Designing Patterns

View within the Urban Jungle

Discussing nitty gritty software development details that Tony finds interesting



View within the Urban Jungle RSS FeedSite Feed

Non-recursive Make Builds always are Better than Recursive Make Builds

Pattmake is the gmake-based build system used by Designing Patterns (I discuss why I chose to use gmake here). I had three main requirements when designing pattmake:

  1. That it be non-recursive
  2. That it easily accommodates simultaneous builds for different architectures
  3. That files generated by builds (build artifacts and targets, such as object files) be put in a different directory than that of the associated source code

I will discuss the reasons for and the implementation of each requirement in my next blog entries.

The first requirement might be a bit surprising, since recursive build systems still are very common. They are fundamentally and irretrievably flawed, however. Briefly, in a recursive build system, make spawns a new make process in order to build a subdirectory. This seems like a wonderful idea because:

  • Make works best when the source files are in make's current working directory. Developers do not have to take different source directories into account when writing rules, for instance.
  • The makefile for a given directory is completely independent of those for other directories.
  • Writing a recursive makefile requires minimal knowledge of the build infrastructure, since a recursive makefile is not very different than a standalone makefile.

These are very compelling advantages, and so recursive build systems often are used despite their fundamental flaw. A bit of background knowledge about make's implementation is required in order to understand the flaw, however. Make works in two phases

  1. Make processes the makefile, finding all possible targets, associating prerequisites with those targets, and storing commands that transform prerequisites into targets. From this information, it constructs a dependency graph.
  2. Make locates the target that it is supposed to build and works backward through the dependency graph from that target, rebuilding anything that is out of date using the commands stored in the first phase.
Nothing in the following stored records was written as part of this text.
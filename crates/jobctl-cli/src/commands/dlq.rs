use std::path::Path;

use chrono::Utc;
use jobctl_core::Store;
use jobctl_sqlite::SqliteStore;

use crate::error::CliResult;
use crate::render;

pub async fn list(db_path: &Path, json: bool) -> CliResult<()> {
    let store = SqliteStore::open(db_path).await?;
    let jobs = store.dlq_list().await?;
    if json {
        render::jobs_json(&jobs);
    } else {
        render::jobs_table(&jobs);
    }
    Ok(())
}

pub async fn retry(db_path: &Path, id: &str) -> CliResult<()> {
    let store = SqliteStore::open(db_path).await?;
    store.dlq_retry(id, Utc::now()).await?;
    println!("{id} requeued");
    Ok(())
}
//! Schema for the single SQLite database file named in §6.4: three logical
//! tables, `jobs`, `config`, `workers`.

pub const CREATE_TABLES: &str = r#"
CREATE TABLE IF NOT EXISTS jobs (
    id              TEXT PRIMARY KEY,
    command         TEXT NOT NULL,
    priority        INTEGER NOT NULL DEFAULT 0,
    run_at          TEXT NOT NULL,
    state           TEXT NOT NULL DEFAULT 'pending',
    attempts        INTEGER NOT NULL DEFAULT 0,
    max_retries     INTEGER NOT NULL,
    backoff_base    REAL NOT NULL,
    timeout_s       INTEGER NOT NULL DEFAULT 0,
    locked_by       TEXT,
    lock_expires_at TEXT,
    last_error      TEXT,
    stdout_tail     TEXT,
    stderr_tail     TEXT,
    exit_code       INTEGER,
    created_at      TEXT NOT NULL,
    updated_at      TEXT NOT NULL,
    started_at      TEXT,
    finished_at     TEXT
);

CREATE INDEX IF NOT EXISTS idx_jobs_ready
    ON jobs (priority DESC, run_at ASC, created_at ASC)
    WHERE state = 'pending';

CREATE INDEX IF NOT EXISTS idx_jobs_lock_expiry
    ON jobs (lock_expires_at)
    WHERE state = 'processing';

CREATE TABLE IF NOT EXISTS config (
    key   TEXT PRIMARY KEY,
    value TEXT NOT NULL,
    kind  TEXT NOT NULL CHECK (kind IN ('int', 'float'))
);

CREATE TABLE IF NOT EXISTS workers (
    worker_id      TEXT PRIMARY KEY,
    pid            INTEGER NOT NULL,
    started_at     TEXT NOT NULL,
    last_heartbeat TEXT NOT NULL
);
"#;
use std::path::Path;

use jobctl_core::Store;
use jobctl_sqlite::SqliteStore;

use crate::error::CliResult;
use crate::render;

pub async fn run(db_path: &Path, json: bool) -> CliResult<()> {
    let store = SqliteStore::open(db_path).await?;
    let stats = store.stats().await?;

    if json {
        render::stats_json(&stats);
    } else {
        render::stats_table(&stats);
    }
    Ok(())
}
//! The Executor contract (§6.1) and the one real implementation the core
//! ships: a shell-command executor. Subprocess execution is explicitly out
//! of scope as a design concern (§1), but the Worker needs something to
//! call, so this is kept deliberately small.

use async_trait::async_trait;
use std::process::Stdio;
use std::time::Duration;
use tokio::io::AsyncReadExt;
use tokio::process::Command;

use crate::job::truncate_tail;

/// How the Executor's attempt ended.
#[derive(Debug, Clone, Copy, PartialEq, Eq)]
pub enum Outcome {
    Exited,
    TimedOut,
    LaunchFailed,
}

/// Result of one execution attempt, already tail-truncated to
/// [`crate::job::OUTPUT_TAIL_LIMIT`] bytes.
#[derive(Debug, Clone)]
pub struct ExecResult {
    pub exit_code: i64,
    pub stdout_tail: String,
    pub stderr_tail: String,
    pub outcome: Outcome,
}

/// Runs an opaque command string and reports how it ended. Implementations
/// must kill the spawned process tree on timeout (§6.1).
#[async_trait]
pub trait Executor: Send + Sync {
    async fn execute(&self, command: &str, timeout_s: i64) -> ExecResult;
}

/// Shells out via `/bin/sh -c <command>`, the natural reading of "opaque
/// command string" in §6.1.
#[derive(Debug, Default)]
pub struct ShellExecutor;

#[async_trait]
impl Executor for ShellExecutor {
    async fn execute(&self, command: &str, timeout_s: i64) -> ExecResult {
        let mut cmd = Command::new("/bin/sh");
        cmd.arg("-c")
            .arg(command)
            .stdin(Stdio::null())
            .stdout(Stdio::piped())
            .stderr(Stdio::piped());

        // Put the child in its own process group so a timeout kill takes any
        // descendants with it instead of leaking them.
        #[cfg(unix)]
        unsafe {
            use std::os::unix::process::CommandExt;
            cmd.pre_exec(|| {
                nix::unistd::setsid().map_err(std::io::Error::other)?;
                Ok(())
            });
        }

        let mut child = match cmd.spawn() {
            Ok(c) => c,
            Err(e) => {
                return ExecResult {
                    exit_code: -1,
                    stdout_tail: String::new(),
                    stderr_tail: truncate_tail(e.to_string().as_bytes()),
                    outcome: Outcome::LaunchFailed,
                }
            }
        };

        let mut stdout = child.stdout.take();
        let mut stderr = child.stderr.take();

        let run = async {
            let mut out_buf = Vec::new();
            let mut err_buf = Vec::new();
            if let Some(mut s) = stdout.take() {
                let _ = s.read_to_end(&mut out_buf).await;
            }
            if let Some(mut s) = stderr.take() {
                let _ = s.read_to_end(&mut err_buf).await;
            }
            let status = child.wait().await;
            (status, out_buf, err_buf)
        };

        let timed = if timeout_s > 0 {
            tokio::time::timeout(Duration::from_secs(timeout_s as u64), run).await
        } else {
            Ok(run.await)
        };

        match timed {
            Ok((Ok(status), out_buf, err_buf)) => ExecResult {
                exit_code: status.code().unwrap_or(-1) as i64,
                stdout_tail: truncate_tail(&out_buf),
                stderr_tail: truncate_tail(&err_buf),
                outcome: Outcome::Exited,
            },
            Ok((Err(e), out_buf, err_buf)) => ExecResult {
                exit_code: -1,
                stdout_tail: truncate_tail(&out_buf),
                stderr_tail: truncate_tail(format!("wait failed: {e}").as_bytes()),
                outcome: Outcome::LaunchFailed,
            },
            Err(_elapsed) => {
                kill_process_group(&child);
                let _ = child.kill().await;
                ExecResult {
                    exit_code: -1,
                    stdout_tail: String::new(),
                    stderr_tail: format!("timed out after {timeout_s}s"),
                    outcome: Outcome::TimedOut,
                }
            }
        }
    }
}

#[cfg(unix)]
fn kill_process_group(child: &tokio::process::Child) {
    if let Some(pid) = child.id() {
        let pgid = nix::unistd::Pid::from_raw(pid as i32);
        let _ = nix::sys::signal::killpg(pgid, nix::sys::signal::Signal::SIGKILL);
    }
}

#[cfg(not(unix))]
fn kill_process_group(_child: &tokio::process::Child) {}

#[cfg(test)]
mod tests {
    use super::*;

    #[tokio::test]
    async fn successful_command_reports_exit_code_and_stdout() {
        let exec = ShellExecutor;
        let r = exec.execute("echo ok", 0).await;
        assert_eq!(r.exit_code, 0);
        assert_eq!(r.outcome, Outcome::Exited);
        assert!(r.stdout_tail.contains("ok"));
    }

    #[tokio::test]
    async fn failing_command_reports_nonzero_exit() {
        let exec = ShellExecutor;
        let r = exec.execute("exit 7", 0).await;
        assert_eq!(r.exit_code, 7);
        assert_eq!(r.outcome, Outcome::Exited);
    }

    #[tokio::test]
    async fn slow_command_times_out() {
        let exec = ShellExecutor;
        let r = exec.execute("sleep 5", 1).await;
        assert_eq!(r.outcome, Outcome::TimedOut);
    }
}
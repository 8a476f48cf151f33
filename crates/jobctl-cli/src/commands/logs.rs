use std::path::Path;

use jobctl_core::Store;
use jobctl_sqlite::SqliteStore;

use crate::error::CliResult;

/// Prints the job's tail-truncated stdout/stderr and its last error, the
/// only "logs" a single-node dispatcher keeps (§3.1's `stdout_tail` /
/// `stderr_tail` / `last_error`).
pub async fn run(db_path: &Path, id: &str) -> CliResult<()> {
    let store = SqliteStore::open(db_path).await?;
    let job = store.get(id).await?;

    println!("job:    {}", job.id);
    println!("state:  {}", job.state.as_str());
    println!("exit:   {}", job.exit_code.map(|c| c.to_string()).unwrap_or_else(|| "-".to_string()));
    if let Some(err) = &job.last_error {
        println!("error:  {err}");
    }
    println!("--- stdout ---");
    println!("{}", job.stdout_tail.unwrap_or_default());
    println!("--- stderr ---");
    println!("{}", job.stderr_tail.unwrap_or_default());
    Ok(())
}
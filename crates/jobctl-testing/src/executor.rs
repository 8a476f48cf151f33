//! A scriptable `Executor` so Worker tests never actually spawn a shell.

use async_trait::async_trait;
use jobctl_core::executor::{ExecResult, Executor, Outcome};
use std::sync::Mutex;

/// Replays a fixed sequence of results, one per call, repeating the last
/// entry once the sequence is exhausted.
pub struct FakeExecutor {
    script: Mutex<Vec<ExecResult>>,
}

impl FakeExecutor {
    pub fn new(script: Vec<ExecResult>) -> Self {
        Self {
            script: Mutex::new(script),
        }
    }

    pub fn always_success() -> Self {
        Self::new(vec![ExecResult {
            exit_code: 0,
            stdout_tail: "ok".to_string(),
            stderr_tail: String::new(),
            outcome: Outcome::Exited,
        }])
    }

    pub fn always_fail(exit_code: i64) -> Self {
        Self::new(vec![ExecResult {
            exit_code,
            stdout_tail: String::new(),
            stderr_tail: "boom".to_string(),
            outcome: Outcome::Exited,
        }])
    }
}

#[async_trait]
impl Executor for FakeExecutor {
    async fn execute(&self, _command: &str, _timeout_s: i64) -> ExecResult {
        let mut script = self.script.lock().unwrap();
        if script.len() > 1 {
            script.remove(0)
        } else {
            script
                .first()
                .cloned()
                .unwrap_or(ExecResult {
                    exit_code: 0,
                    stdout_tail: String::new(),
                    stderr_tail: String::new(),
                    outcome: Outcome::Exited,
                })
        }
    }
}
//! Durable job-dispatch engine: the core covered by the design.
//!
//! Five cooperating components, leaves first:
//! [`store`] (durable persistence + the claim protocol), the lock manager
//! (embedded in [`store::Store`] and [`worker::Worker`]), [`retry`] (pure
//! backoff function), [`worker`] (the poll/run/finalize loop), and
//! [`supervisor`] (the Worker process pool). [`config`] is the live-readable
//! tunable store threaded through all of them.
//!
//! This crate defines the contracts; `jobctl-sqlite` is the concrete
//! `Store`, and `jobctl-testing` is the in-memory one used by this crate's
//! own tests and by `jobctl-cli`.

pub mod config;
pub mod error;
pub mod executor;
pub mod job;
pub mod retry;
pub mod store;
pub mod supervisor;
pub mod worker;

pub use config::{ConfigCache, ConfigKey, ConfigType, ConfigValue};
pub use error::{Result, StoreError};
pub use executor::{ExecResult, Executor, Outcome, ShellExecutor};
pub use job::{EnqueueSpec, Job, JobState, ListFilter, Stats, OUTPUT_TAIL_LIMIT};
pub use retry::{next_delay_secs, FastrandJitter, JitterSource};
pub use store::{FailureOutcome, Store, WorkerRegistration};
pub use supervisor::{Supervisor, SupervisorError, WorkerProcessSpec};
pub use worker::{Tick, Worker};
//! Library error type and the input/conflict classification the CLI boundary
//! maps to exit codes.

use thiserror::Error;

/// Errors raised by the `Store` and `Config` contracts.
///
/// Kept as one enum (rather than a per-operation type) because every
/// operation in `jobctl-core` is shallow enough that callers match on a
/// handful of the same variants across the board — the teacher's
/// `SeesawError` takes the same shape.
#[derive(Debug, Error)]
pub enum StoreError {
    #[error("job id {0:?} already exists")]
    DuplicateId(String),

    #[error("job {0:?} not found")]
    NotFound(String),

    #[error("worker {worker_id:?} no longer holds the lock on job {job_id:?}")]
    LostLock { job_id: String, worker_id: String },

    #[error("job {0:?} is not in the dead-letter state")]
    NotDead(String),

    #[error("unknown config key {0:?}")]
    UnknownConfigKey(String),

    #[error("invalid value {value:?} for config key {key:?}: {reason}")]
    InvalidConfigValue {
        key: String,
        value: String,
        reason: String,
    },

    #[error("database error: {0}")]
    Backend(String),

    #[error(transparent)]
    Io(#[from] std::io::Error),
}

impl StoreError {
    /// Classifies the error per §7: input errors exit 2, everything else
    /// (conflict, lost-lock, transient/backend) exits 1. Lost-lock is not an
    /// input error — it is expected contention, logged and discarded by the
    /// Worker rather than surfaced to a human caller at all.
    pub fn is_input_error(&self) -> bool {
        matches!(
            self,
            StoreError::UnknownConfigKey(_) | StoreError::InvalidConfigValue { .. }
        )
    }
}

pub type Result<T> = std::result::Result<T, StoreError>;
Recursive build systems are flawed because they restrict each make instance to creating a dependency graph with only the build information contained in the directory the instance is processing, resulting in truncated graphs. I’m going to prove this with the build for an example hello_world program (you have three chances to guess the program’s functionality, and the first two don’t count), the source for which can be downloaded here . This program’s build should work with any reasonably modern make, although I’ve only tested with gmake. The directory structure is:

  non_recursive.mk
  recursive.mk
  rules.mk
  bin:
      hello_world.cc
      non_recursive.mk
      recursive.mk
  lib:
      hello.cc
      hello.h
      non_recursive.mk
      recursive.mk

The package actually contains two build systems for the hello_world program, one recursive (consisting of rules.mk and all of the recursive.mk files; build with make -f recursive.mk all) and one non-recursive (consisting of rules.mk and all of the non_recursive.mk files; build with make -f non_recursive.mk all). Here is bin/recursive.mk:


TOP_LEVEL_DIR=..

include $(TOP_LEVEL_DIR)/rules.mk

hello_world: hello_world.o ../lib/hello.a
        $(CXX) $(LDFLAGS) -o $@ $^

When make recurses and launches a new instance for the bin directory, the new instance knows almost nothing about lib/hello.a. The only thing that it knows is the library’s time of last modification, which, if more recent than hello_world's time of last modification, will trigger a relink of hello_world. It does not know, however, how lib/hello.a is itself built and thus whether or not it needs to be rebuilt before linking bin/hello_world. The new instance has incomplete dependency information and thus can produce an incorrect bin/hello_world build. If the hello_world() function declaration and definition in lib/hello.h and lib/hello.cc are changed without lib being rebuilt, for instance, a broken bin/hello_world will be built. bin/hello_world will link against a stale lib/hello.a and get the old function definition, because the make instance for bin cannot trigger a rebuild for lib/hello.a as it is built in a different subdirectory. bin/hello_world.o will be compiled with the new function declaration in lib/hello.h, however. This will result in a likely fatal mismatch between the hello_world() function that bin/hello_world.cc tries to call and the hello_world() function that actually exists in lib/hello.a. The textbook solution for this problem is to duplicate the dependency of bin/hello_world on lib/hello.a in the top-level recursive.mk like so:


TOP_LEVEL_DIR=.

include $(TOP_LEVEL_DIR)/rules.mk

.PHONY: \
        all \
        bin \
        lib \
        clean

all: bin

bin: lib
        (cd $@; $(MAKE) -f recursive.mk)

lib:
        (cd $@; $(MAKE) -f recursive.mk)

#
# This is not a good way to implement clean,
# but for this simple example...
#
clean:
        $(RM) bin/*.o bin/hello_world lib/*.o lib/*.a

Make is told that both bin and lib are .PHONY targets. .PHONY is a directive (not a real target) that informs make that the targets that it modifies are not actual file system objects (and so are not physically built by make) and always should be rebuilt by make if they appear in the dependency chain (that is, .PHONY targets’ prerequisites should be evaluated and any associated commands should be run). Since they are not really file system objects, make never will try to check .PHONY targets’ modification times. .PHONY targets can be used to alias a group of physical targets. In this case, bin and lib are aliases for all of the targets in the given subdirectory, resulting in make always recursing into the given subdirectory. The dependency of bin/hello_world on lib/hello.a is duplicated in the dependency of bin on lib, which forces make to recurse first into lib and then into bin. This textbook solution is flawed in two ways. Firstly, duplication of dependency information is used to paper over the underlying problem, and it is very easy to modify the dependency in one place without changing it in the other place (resulting in a subtly broken build). Secondly, this band-aid only works if the build is kicked off at the top-level; a programmer who accidentally builds bin/hello_world in bin will create a broken executable if lib/hello.a is stale (the error scenario described above).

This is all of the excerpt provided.